START Data extracts

//! Script configuration persistence and validation
//!
//! Holds the tunable parameters of the lyric scroll effect. A raw
//! [`ScriptConfig`] is what the user edits (file, CLI flags); only a
//! [`ValidConfig`] produced by [`ScriptConfig::validated`] is accepted by the
//! engine, the render driver and the script emitter.

use std::ops::Deref;
use std::path::{Path, PathBuf};
use std::str::FromStr;

use serde::{Deserialize, Serialize};

/// Horizontal anchor of every lyric line
#[derive(Debug, Clone, Copy, PartialEq, Eq, Serialize, Deserialize, Default)]
#[serde(rename_all = "snake_case")]
pub enum Alignment {
    /// Anchored at 10% of the frame width, text grows to the right
    #[default]
    Left,
    /// Anchored at the horizontal centre
    Center,
}

impl Alignment {
    /// Horizontal anchor position as a fraction of the frame width
    pub fn x_fraction(self) -> f64 {
        match self {
            Alignment::Left => 0.1,
            Alignment::Center => 0.5,
        }
    }
}

impl std::fmt::Display for Alignment {
    fn fmt(&self, f: &mut std::fmt::Formatter<'_>) -> std::fmt::Result {
        match self {
            Alignment::Left => write!(f, "left"),
            Alignment::Center => write!(f, "center"),
        }
    }
}

impl FromStr for Alignment {
    type Err = ConfigError;

    fn from_str(s: &str) -> Result<Self, Self::Err> {
        match s.trim().to_ascii_lowercase().as_str() {
            "left" => Ok(Alignment::Left),
            "center" | "centre" => Ok(Alignment::Center),
            other => Err(ConfigError::invalid(
                "alignment",
                format!("expected `left` or `center`, got `{}`", other),
            )),
        }
    }
}

/// 8-bit RGB colour, written as `#RRGGBB`
#[derive(Debug, Clone, Copy, PartialEq, Eq, Hash, Serialize, Deserialize)]
#[serde(try_from = "String", into = "String")]
pub struct Rgb {
    pub r: u8,
    pub g: u8,
    pub b: u8,
}

impl Rgb {
    pub const WHITE: Rgb = Rgb::new(0xFF, 0xFF, 0xFF);
    /// Default colour of non-active lines (roughly 0.53 grey)
    pub const DIM_GREY: Rgb = Rgb::new(0x87, 0x87, 0x87);

    pub const fn new(r: u8, g: u8, b: u8) -> Self {
        Self { r, g, b }
    }

    /// Channels normalised to 0.0 - 1.0
    pub fn to_unit(self) -> [f64; 3] {
        [
            self.r as f64 / 255.0,
            self.g as f64 / 255.0,
            self.b as f64 / 255.0,
        ]
    }
}

impl std::fmt::Display for Rgb {
    fn fmt(&self, f: &mut std::fmt::Formatter<'_>) -> std::fmt::Result {
        write!(f, "#{:02X}{:02X}{:02X}", self.r, self.g, self.b)
    }
}

impl FromStr for Rgb {
    type Err = ConfigError;

    /// Accepts `#RRGGBB` and the short `#RGB` form, `#` optional
    fn from_str(s: &str) -> Result<Self, Self::Err> {
        let hex = s.trim();
        let hex = hex.strip_prefix('#').unwrap_or(hex);
        let bad = || ConfigError::invalid("color", format!("`{}` is not a #RRGGBB colour", s));

        if !hex.chars().all(|c| c.is_ascii_hexdigit()) {
            return Err(bad());
        }

        let channel = |digits: &str| u8::from_str_radix(digits, 16).map_err(|_| bad());
        match hex.len() {
            6 => Ok(Rgb::new(
                channel(&hex[0..2])?,
                channel(&hex[2..4])?,
                channel(&hex[4..6])?,
            )),
            3 => {
                // #abc == #aabbcc
                let short = |i: usize| channel(&hex[i..i + 1]).map(|v| v * 17);
                Ok(Rgb::new(short(0)?, short(1)?, short(2)?))
            }
            _ => Err(bad()),
        }
    }
}

impl TryFrom<String> for Rgb {
    type Error = ConfigError;

    fn try_from(value: String) -> Result<Self, Self::Error> {
        value.parse()
    }
}

impl From<Rgb> for String {
    fn from(value: Rgb) -> Self {
        value.to_string()
    }
}

/// Scroll effect and export parameters
///
/// Field names follow the exported script (`camelCase` in JSON).
#[derive(Debug, Clone, PartialEq, Serialize, Deserialize)]
#[serde(rename_all = "camelCase", default)]
pub struct ScriptConfig {
    /// Composition name created in the host
    pub comp_name: String,
    /// Composition width in pixels
    pub width: u32,
    /// Composition height in pixels
    pub height: u32,
    /// Composition frame rate
    pub fps: f64,
    /// Composition duration in seconds
    pub duration: f64,
    /// Font size in pixels
    pub font_size: f64,
    /// Font family name (must be installed on the host machine)
    pub font_name: String,
    /// Colour of the active line
    pub text_color: Rgb,
    /// Colour of every other line
    pub inactive_color: Rgb,
    /// Vertical distance between adjacent lines in pixels
    pub spacing: f64,
    /// Blur radius applied to unfocused lines
    pub blur_max: f64,
    /// Scale of the active line, e.g. 1.1 for 110%
    pub active_scale: f64,
    /// Reserved. Carried and exported but never applied: lines outside the
    /// emphasis band always render at scale 1.0.
    pub inactive_scale: f64,
    /// Settle speed of the scroll transition, larger settles faster
    pub damping: f64,
    /// Horizontal anchor of the lines
    pub alignment: Alignment,
    /// Upward shift of every text layer in the host, in pixels
    pub text_lift: f64,
}

impl Default for ScriptConfig {
    fn default() -> Self {
        Self {
            comp_name: "歌词层".to_string(),
            width: 1920,
            height: 1920,
            fps: 30.0,
            duration: 300.0,
            font_size: 90.0,
            font_name: "Microsoft YaHei".to_string(),
            text_color: Rgb::WHITE,
            inactive_color: Rgb::DIM_GREY,
            spacing: 180.0,
            blur_max: 20.0,
            active_scale: 1.1,
            inactive_scale: 1.0,
            damping: 0.8,
            alignment: Alignment::Left,
            text_lift: 10.0,
        }
    }
}

impl ScriptConfig {
    /// Get the default config file path
    pub fn file_path() -> Option<PathBuf> {
        crate::utils::config_dir().map(|dir| dir.join("config.json"))
    }

    /// Load the config from the default file, or defaults if there is none
    pub fn load() -> Result<Self, ConfigError> {
        match Self::file_path() {
            Some(path) if path.exists() => Self::load_from_file(&path),
            _ => Ok(Self::default()),
        }
    }

    /// Load the config from a specific file
    pub fn load_from_file(path: &Path) -> Result<Self, ConfigError> {
        let content =
            std::fs::read_to_string(path).map_err(|e| ConfigError::Io(e.to_string()))?;
        serde_json::from_str(&content).map_err(|e| ConfigError::Parse(e.to_string()))
    }

    /// Save the config to a specific file
    pub fn save_to_file(&self, path: &Path) -> Result<(), ConfigError> {
        // Ensure parent directory exists
        if let Some(parent) = path.parent() {
            std::fs::create_dir_all(parent).map_err(|e| ConfigError::Io(e.to_string()))?;
        }

        let content =
            serde_json::to_string_pretty(self).map_err(|e| ConfigError::Parse(e.to_string()))?;
        std::fs::write(path, content).map_err(|e| ConfigError::Io(e.to_string()))?;
        Ok(())
    }

    /// Check every per-field invariant and freeze the config
    pub fn validated(self) -> Result<ValidConfig, ConfigError> {
        positive("fontSize", self.font_size)?;
        positive("spacing", self.spacing)?;
        non_negative("blurMax", self.blur_max)?;
        positive("activeScale", self.active_scale)?;
        positive("damping", self.damping)?;
        positive("fps", self.fps)?;
        positive("duration", self.duration)?;
        finite("textLift", self.text_lift)?;

        finite("inactiveScale", self.inactive_scale)?;
        if self.inactive_scale <= 0.0 || self.inactive_scale > 1.0 {
            return Err(ConfigError::invalid(
                "inactiveScale",
                format!("must be in (0, 1], got {}", self.inactive_scale),
            ));
        }
        if self.width == 0 {
            return Err(ConfigError::invalid("width", "must be greater than 0"));
        }
        if self.height == 0 {
            return Err(ConfigError::invalid("height", "must be greater than 0"));
        }
        if self.comp_name.trim().is_empty() {
            return Err(ConfigError::invalid("compName", "must not be empty"));
        }
        if self.font_name.trim().is_empty() {
            return Err(ConfigError::invalid("fontName", "must not be empty"));
        }
        if self.active_scale < 1.0 {
            tracing::warn!(
                "activeScale {} is below 1.0, the active line will shrink",
                self.active_scale
            );
        }

        Ok(ValidConfig(self))
    }
}

fn finite(field: &'static str, value: f64) -> Result<(), ConfigError> {
    if value.is_finite() {
        Ok(())
    } else {
        Err(ConfigError::invalid(field, format!("must be finite, got {}", value)))
    }
}

fn positive(field: &'static str, value: f64) -> Result<(), ConfigError> {
    finite(field, value)?;
    if value > 0.0 {
        Ok(())
    } else {
        Err(ConfigError::invalid(field, format!("must be greater than 0, got {}", value)))
    }
}

fn non_negative(field: &'static str, value: f64) -> Result<(), ConfigError> {
    finite(field, value)?;
    if value >= 0.0 {
        Ok(())
    } else {
        Err(ConfigError::invalid(field, format!("must not be negative, got {}", value)))
    }
}

/// A [`ScriptConfig`] whose invariants have been checked
///
/// Immutable; read access goes through `Deref`.
#[derive(Debug, Clone, PartialEq)]
pub struct ValidConfig(ScriptConfig);

impl Deref for ValidConfig {
    type Target = ScriptConfig;

    fn deref(&self) -> &Self::Target {
        &self.0
    }
}

impl Default for ValidConfig {
    fn default() -> Self {
        // The defaults satisfy every invariant (covered by tests)
        ValidConfig(ScriptConfig::default())
    }
}

/// Errors that can occur with the configuration
#[derive(Debug, Clone, PartialEq)]
pub enum ConfigError {
    /// A field violates its invariant
    Invalid { field: &'static str, reason: String },
    Io(String),
    Parse(String),
}

impl ConfigError {
    fn invalid(field: &'static str, reason: impl Into<String>) -> Self {
        ConfigError::Invalid {
            field,
            reason: reason.into(),
        }
    }
}

impl std::fmt::Display for ConfigError {
    fn fmt(&self, f: &mut std::fmt::Formatter<'_>) -> std::fmt::Result {
        match self {
            ConfigError::Invalid { field, reason } => write!(f, "Invalid {}: {}", field, reason),
            ConfigError::Io(e) => write!(f, "IO error: {}", e),
            ConfigError::Parse(e) => write!(f, "Parse error: {}", e),
        }
    }
}

impl std::error::Error for ConfigError {}

#[cfg(test)]
mod tests {
    use super::*;

    #[test]
    fn test_defaults_are_valid() {
        let config = ScriptConfig::default().validated().unwrap();
        assert_eq!(config.spacing, 180.0);
        assert_eq!(config.text_color, Rgb::WHITE);
        assert_eq!(config.inactive_color.to_string(), "#878787");
        assert_eq!(config.alignment, Alignment::Left);
        assert_eq!(config.clone(), ValidConfig::default());
    }

    #[test]
    fn test_rejects_non_positive_spacing_and_font_size() {
        for spacing in [0.0, -10.0, f64::NAN] {
            let config = ScriptConfig {
                spacing,
                ..Default::default()
            };
            match config.validated() {
                Err(ConfigError::Invalid { field, .. }) => assert_eq!(field, "spacing"),
                other => panic!("spacing {} should be rejected, got {:?}", spacing, other),
            }
        }

        let config = ScriptConfig {
            font_size: 0.0,
            ..Default::default()
        };
        assert!(matches!(
            config.validated(),
            Err(ConfigError::Invalid { field: "fontSize", .. })
        ));
    }

    #[test]
    fn test_blur_max_zero_is_allowed_but_negative_is_not() {
        let zero = ScriptConfig {
            blur_max: 0.0,
            ..Default::default()
        };
        assert!(zero.validated().is_ok());

        let negative = ScriptConfig {
            blur_max: -1.0,
            ..Default::default()
        };
        assert!(matches!(
            negative.validated(),
            Err(ConfigError::Invalid { field: "blurMax", .. })
        ));
    }

    #[test]
    fn test_inactive_scale_range() {
        for (value, ok) in [(1.0, true), (0.5, true), (0.0, false), (1.2, false)] {
            let config = ScriptConfig {
                inactive_scale: value,
                ..Default::default()
            };
            assert_eq!(config.validated().is_ok(), ok, "inactiveScale {}", value);
        }
    }

    #[test]
    fn test_rgb_parsing() {
        assert_eq!("#FFFFFF".parse::<Rgb>().unwrap(), Rgb::WHITE);
        assert_eq!("878787".parse::<Rgb>().unwrap(), Rgb::DIM_GREY);
        assert_eq!("#fa0".parse::<Rgb>().unwrap(), Rgb::new(0xFF, 0xAA, 0x00));
        assert_eq!("#ff00aa".parse::<Rgb>().unwrap().to_string(), "#FF00AA");
        assert!("#GG0000".parse::<Rgb>().is_err());
        assert!("#12345".parse::<Rgb>().is_err());
        assert!("#ÿÿÿ".parse::<Rgb>().is_err());
    }

    #[test]
    fn test_rgb_to_unit() {
        assert_eq!(Rgb::WHITE.to_unit(), [1.0, 1.0, 1.0]);
        assert_eq!(Rgb::new(0, 0, 0).to_unit(), [0.0, 0.0, 0.0]);
    }

    #[test]
    fn test_alignment_parsing() {
        assert_eq!("Left".parse::<Alignment>().unwrap(), Alignment::Left);
        assert_eq!("center".parse::<Alignment>().unwrap(), Alignment::Center);
        assert!("right".parse::<Alignment>().is_err());
        assert_eq!(Alignment::Left.x_fraction(), 0.1);
        assert_eq!(Alignment::Center.x_fraction(), 0.5);
    }

    #[test]
    fn test_json_uses_camel_case_and_hex_colors() {
        let json = serde_json::to_value(ScriptConfig::default()).unwrap();
        assert_eq!(json["textColor"], "#FFFFFF");
        assert_eq!(json["blurMax"], 20.0);
        assert_eq!(json["alignment"], "left");
        assert_eq!(json["compName"], "歌词层");
    }

    #[test]
    fn test_partial_json_falls_back_to_defaults() {
        let config: ScriptConfig =
            serde_json::from_str(r##"{ "spacing": 120, "textColor": "#00ff00" }"##).unwrap();
        assert_eq!(config.spacing, 120.0);
        assert_eq!(config.text_color, Rgb::new(0, 0xFF, 0));
        assert_eq!(config.blur_max, 20.0);
    }

    #[test]
    fn test_bad_color_in_json_is_a_parse_error() {
        let result: Result<ScriptConfig, _> = serde_json::from_str(r#"{ "textColor": "white" }"#);
        assert!(result.is_err());
    }

    #[test]
    fn test_save_and_load_round_trip() {
        let dir = tempfile::tempdir().unwrap();
        let path = dir.path().join("nested").join("config.json");
        let config = ScriptConfig {
            spacing: 150.0,
            alignment: Alignment::Center,
            ..Default::default()
        };

        config.save_to_file(&path).unwrap();
        let loaded = ScriptConfig::load_from_file(&path).unwrap();
        assert_eq!(loaded, config);
    }

    #[test]
    fn test_load_missing_file_is_io_error() {
        let dir = tempfile::tempdir().unwrap();
        let result = ScriptConfig::load_from_file(&dir.path().join("missing.json"));
        assert!(matches!(result, Err(ConfigError::Io(_))));
    }
}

END Data extracts

■ What is being asked ■
The word "right" appears in some lines of the records. Please work out how many and reply with that number only.

■ Solution below ■
2